:: Source data

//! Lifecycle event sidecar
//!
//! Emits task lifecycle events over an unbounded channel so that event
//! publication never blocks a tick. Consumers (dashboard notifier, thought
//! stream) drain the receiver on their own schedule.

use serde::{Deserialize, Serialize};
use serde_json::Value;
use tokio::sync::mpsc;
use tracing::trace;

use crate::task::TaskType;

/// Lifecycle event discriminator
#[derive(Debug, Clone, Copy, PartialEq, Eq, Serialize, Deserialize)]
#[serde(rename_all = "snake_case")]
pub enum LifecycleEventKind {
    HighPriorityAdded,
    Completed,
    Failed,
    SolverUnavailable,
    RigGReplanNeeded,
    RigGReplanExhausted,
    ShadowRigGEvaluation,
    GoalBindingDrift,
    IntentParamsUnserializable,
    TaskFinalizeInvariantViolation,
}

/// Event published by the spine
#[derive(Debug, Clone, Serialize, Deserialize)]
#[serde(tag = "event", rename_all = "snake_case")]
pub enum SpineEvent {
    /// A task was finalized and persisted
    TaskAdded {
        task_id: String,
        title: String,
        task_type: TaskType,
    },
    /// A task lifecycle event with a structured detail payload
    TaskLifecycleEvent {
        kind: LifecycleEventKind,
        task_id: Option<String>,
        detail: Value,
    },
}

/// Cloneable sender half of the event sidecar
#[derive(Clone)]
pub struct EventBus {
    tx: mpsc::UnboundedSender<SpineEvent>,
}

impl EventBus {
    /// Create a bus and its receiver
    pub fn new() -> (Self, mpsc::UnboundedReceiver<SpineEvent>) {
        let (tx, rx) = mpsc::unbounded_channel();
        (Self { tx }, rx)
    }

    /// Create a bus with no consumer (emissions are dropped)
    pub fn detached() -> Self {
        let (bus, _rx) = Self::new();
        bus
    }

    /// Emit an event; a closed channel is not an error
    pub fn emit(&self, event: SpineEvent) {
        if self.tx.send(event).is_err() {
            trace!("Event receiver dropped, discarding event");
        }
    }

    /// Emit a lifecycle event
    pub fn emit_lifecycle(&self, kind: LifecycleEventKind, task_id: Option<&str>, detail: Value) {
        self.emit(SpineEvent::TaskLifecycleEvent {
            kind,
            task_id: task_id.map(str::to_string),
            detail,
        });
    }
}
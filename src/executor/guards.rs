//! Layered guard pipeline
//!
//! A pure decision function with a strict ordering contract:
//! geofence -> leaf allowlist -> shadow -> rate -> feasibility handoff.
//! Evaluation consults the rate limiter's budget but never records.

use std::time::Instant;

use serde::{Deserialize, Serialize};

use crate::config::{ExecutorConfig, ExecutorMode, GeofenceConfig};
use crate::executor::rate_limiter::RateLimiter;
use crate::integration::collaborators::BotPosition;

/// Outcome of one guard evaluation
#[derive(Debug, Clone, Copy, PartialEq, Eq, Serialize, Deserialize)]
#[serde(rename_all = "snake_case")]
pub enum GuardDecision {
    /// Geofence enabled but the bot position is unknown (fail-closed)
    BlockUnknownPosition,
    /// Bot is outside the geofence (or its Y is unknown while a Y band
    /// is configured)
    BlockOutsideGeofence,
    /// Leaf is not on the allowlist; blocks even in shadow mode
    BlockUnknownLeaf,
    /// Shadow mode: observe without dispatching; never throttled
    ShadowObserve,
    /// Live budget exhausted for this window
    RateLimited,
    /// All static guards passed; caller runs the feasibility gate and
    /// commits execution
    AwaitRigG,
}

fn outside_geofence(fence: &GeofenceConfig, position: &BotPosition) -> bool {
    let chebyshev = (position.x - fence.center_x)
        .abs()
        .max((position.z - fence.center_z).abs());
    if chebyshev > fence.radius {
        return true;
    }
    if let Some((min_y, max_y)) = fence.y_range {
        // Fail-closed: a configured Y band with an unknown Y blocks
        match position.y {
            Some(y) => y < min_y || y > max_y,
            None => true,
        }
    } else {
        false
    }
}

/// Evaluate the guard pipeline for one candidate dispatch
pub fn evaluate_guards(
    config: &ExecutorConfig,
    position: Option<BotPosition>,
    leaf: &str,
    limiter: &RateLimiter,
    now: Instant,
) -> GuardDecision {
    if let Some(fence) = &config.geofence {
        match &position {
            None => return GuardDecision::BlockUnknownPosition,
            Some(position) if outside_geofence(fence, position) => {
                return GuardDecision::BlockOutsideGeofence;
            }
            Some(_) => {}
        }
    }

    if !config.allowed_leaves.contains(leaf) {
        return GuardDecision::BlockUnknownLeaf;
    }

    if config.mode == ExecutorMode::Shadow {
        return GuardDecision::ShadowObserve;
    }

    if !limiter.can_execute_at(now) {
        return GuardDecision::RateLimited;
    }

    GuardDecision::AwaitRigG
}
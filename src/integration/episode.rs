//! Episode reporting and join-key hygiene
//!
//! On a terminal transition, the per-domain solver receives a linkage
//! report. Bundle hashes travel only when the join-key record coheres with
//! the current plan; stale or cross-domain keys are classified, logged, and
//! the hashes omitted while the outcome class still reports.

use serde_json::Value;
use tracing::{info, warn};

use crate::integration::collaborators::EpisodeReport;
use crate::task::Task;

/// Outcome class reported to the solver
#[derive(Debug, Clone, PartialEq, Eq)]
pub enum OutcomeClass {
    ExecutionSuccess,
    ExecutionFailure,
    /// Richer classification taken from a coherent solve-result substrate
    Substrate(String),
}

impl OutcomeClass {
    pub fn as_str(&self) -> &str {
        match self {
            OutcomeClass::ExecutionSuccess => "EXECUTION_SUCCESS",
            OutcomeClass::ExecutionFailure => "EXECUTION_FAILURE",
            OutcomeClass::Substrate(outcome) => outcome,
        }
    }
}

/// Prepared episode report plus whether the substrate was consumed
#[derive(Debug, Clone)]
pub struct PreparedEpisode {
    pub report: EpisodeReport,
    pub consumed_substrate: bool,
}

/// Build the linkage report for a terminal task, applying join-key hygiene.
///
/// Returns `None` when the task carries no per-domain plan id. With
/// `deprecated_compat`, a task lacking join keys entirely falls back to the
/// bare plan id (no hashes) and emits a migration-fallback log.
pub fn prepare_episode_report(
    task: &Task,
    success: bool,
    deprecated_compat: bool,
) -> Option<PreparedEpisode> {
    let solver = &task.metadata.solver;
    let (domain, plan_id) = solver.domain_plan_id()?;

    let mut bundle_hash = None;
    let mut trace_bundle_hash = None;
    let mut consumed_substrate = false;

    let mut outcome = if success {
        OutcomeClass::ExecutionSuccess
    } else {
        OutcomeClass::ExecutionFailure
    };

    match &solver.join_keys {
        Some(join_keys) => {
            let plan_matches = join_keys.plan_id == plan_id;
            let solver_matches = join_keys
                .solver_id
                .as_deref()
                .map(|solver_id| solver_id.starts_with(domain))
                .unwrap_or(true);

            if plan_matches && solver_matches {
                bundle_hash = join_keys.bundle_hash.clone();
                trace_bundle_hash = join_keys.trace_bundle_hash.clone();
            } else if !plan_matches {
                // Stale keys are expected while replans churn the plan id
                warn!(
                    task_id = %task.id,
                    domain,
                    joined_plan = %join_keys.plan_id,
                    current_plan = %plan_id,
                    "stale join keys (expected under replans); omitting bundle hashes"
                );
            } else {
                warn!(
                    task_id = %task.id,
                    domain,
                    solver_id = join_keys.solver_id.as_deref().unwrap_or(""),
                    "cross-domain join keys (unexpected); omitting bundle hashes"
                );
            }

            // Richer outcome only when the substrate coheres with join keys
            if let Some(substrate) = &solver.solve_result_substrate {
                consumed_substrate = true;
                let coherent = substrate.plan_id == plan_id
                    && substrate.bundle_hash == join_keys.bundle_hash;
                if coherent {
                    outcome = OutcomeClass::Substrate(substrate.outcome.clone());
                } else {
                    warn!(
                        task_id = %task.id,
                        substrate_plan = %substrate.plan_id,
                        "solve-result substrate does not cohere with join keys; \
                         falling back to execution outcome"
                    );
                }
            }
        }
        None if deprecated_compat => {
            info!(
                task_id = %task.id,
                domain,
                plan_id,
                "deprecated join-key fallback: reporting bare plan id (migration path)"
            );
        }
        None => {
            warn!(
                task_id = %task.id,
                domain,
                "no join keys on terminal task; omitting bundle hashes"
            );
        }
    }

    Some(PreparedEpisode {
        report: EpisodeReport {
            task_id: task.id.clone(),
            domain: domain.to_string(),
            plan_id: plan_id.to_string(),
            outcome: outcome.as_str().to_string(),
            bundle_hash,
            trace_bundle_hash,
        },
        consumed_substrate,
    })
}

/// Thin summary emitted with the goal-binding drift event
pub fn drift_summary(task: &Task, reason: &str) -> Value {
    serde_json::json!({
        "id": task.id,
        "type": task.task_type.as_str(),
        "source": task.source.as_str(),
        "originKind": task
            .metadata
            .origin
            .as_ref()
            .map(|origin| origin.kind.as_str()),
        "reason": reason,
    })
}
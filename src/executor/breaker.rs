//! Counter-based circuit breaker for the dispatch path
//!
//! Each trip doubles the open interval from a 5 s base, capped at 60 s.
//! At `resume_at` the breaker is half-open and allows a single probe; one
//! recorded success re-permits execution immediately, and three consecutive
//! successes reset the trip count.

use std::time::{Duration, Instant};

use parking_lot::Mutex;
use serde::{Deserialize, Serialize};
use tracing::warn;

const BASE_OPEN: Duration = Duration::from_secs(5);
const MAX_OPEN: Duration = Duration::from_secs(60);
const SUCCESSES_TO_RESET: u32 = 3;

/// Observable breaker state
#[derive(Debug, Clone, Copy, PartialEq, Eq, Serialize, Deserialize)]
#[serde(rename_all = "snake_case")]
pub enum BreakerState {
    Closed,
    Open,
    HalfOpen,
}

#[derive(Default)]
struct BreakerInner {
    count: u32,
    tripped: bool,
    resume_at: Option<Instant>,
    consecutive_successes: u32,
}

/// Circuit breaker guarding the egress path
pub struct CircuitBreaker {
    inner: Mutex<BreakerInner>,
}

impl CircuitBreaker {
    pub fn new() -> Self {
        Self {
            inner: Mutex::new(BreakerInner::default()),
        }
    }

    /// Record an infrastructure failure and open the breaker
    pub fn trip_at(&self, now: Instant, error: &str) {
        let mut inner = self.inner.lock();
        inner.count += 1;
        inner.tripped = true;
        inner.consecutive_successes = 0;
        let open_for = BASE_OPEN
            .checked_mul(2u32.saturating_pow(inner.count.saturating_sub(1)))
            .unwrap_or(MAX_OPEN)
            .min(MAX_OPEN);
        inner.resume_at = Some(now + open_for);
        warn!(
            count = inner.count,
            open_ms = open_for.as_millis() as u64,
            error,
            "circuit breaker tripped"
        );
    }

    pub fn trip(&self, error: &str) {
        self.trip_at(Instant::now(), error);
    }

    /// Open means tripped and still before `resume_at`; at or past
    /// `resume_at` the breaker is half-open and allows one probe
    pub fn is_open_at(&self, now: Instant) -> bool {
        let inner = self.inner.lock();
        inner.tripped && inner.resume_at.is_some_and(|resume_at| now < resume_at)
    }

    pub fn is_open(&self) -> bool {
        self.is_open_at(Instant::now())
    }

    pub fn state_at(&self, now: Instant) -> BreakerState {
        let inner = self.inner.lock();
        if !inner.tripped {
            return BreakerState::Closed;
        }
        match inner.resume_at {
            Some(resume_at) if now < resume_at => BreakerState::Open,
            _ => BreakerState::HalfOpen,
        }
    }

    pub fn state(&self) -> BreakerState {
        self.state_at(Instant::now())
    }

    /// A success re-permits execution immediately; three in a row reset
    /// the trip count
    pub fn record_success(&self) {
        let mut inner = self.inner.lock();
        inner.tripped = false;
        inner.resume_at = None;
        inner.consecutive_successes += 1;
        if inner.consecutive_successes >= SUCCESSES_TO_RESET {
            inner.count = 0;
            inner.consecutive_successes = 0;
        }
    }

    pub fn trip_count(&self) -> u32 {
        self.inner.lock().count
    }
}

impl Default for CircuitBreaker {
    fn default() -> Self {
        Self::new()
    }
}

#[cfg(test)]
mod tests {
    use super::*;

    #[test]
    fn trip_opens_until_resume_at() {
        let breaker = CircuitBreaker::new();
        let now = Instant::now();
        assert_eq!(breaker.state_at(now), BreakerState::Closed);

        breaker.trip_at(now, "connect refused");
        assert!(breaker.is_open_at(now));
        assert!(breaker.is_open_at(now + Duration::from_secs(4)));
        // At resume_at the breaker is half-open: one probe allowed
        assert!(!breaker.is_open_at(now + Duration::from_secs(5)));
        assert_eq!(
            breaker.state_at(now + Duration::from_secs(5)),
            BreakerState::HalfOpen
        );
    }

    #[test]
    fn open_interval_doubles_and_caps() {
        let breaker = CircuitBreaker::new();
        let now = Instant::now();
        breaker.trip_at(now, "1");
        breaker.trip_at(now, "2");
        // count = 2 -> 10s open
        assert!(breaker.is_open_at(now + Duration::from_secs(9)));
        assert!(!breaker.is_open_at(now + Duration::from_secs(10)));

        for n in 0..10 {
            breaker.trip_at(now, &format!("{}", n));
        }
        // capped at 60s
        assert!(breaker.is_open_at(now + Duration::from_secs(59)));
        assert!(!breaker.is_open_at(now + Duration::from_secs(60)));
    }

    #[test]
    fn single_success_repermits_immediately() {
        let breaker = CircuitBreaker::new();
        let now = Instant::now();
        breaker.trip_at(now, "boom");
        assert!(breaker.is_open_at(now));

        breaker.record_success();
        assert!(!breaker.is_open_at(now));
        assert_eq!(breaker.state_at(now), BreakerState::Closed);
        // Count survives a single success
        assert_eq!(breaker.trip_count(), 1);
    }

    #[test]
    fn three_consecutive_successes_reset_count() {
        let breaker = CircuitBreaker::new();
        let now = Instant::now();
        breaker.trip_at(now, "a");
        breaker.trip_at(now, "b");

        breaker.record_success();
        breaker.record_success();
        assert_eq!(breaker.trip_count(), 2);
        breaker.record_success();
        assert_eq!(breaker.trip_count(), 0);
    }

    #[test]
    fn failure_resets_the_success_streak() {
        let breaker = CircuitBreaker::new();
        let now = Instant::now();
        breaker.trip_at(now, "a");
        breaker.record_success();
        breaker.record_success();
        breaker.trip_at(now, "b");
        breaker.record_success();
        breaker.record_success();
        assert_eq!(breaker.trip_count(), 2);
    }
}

::::

Exercise details:
Please copy the lines above from the line with "else if !plan_matches" up to and including the line with "join keys (unexpected);", exactly as written and with nothing else.

Problem solution:
            } else if !plan_matches {
                // Stale keys are expected while replans churn the plan id
                warn!(
                    task_id = %task.id,
                    domain,
                    joined_plan = %join_keys.plan_id,
                    current_plan = %plan_id,
                    "stale join keys (expected under replans); omitting bundle hashes"
                );
            } else {
                warn!(
                    task_id = %task.id,
                    domain,
                    solver_id = join_keys.solver_id.as_deref().unwrap_or(""),
                    "cross-domain join keys (unexpected); omitting bundle hashes"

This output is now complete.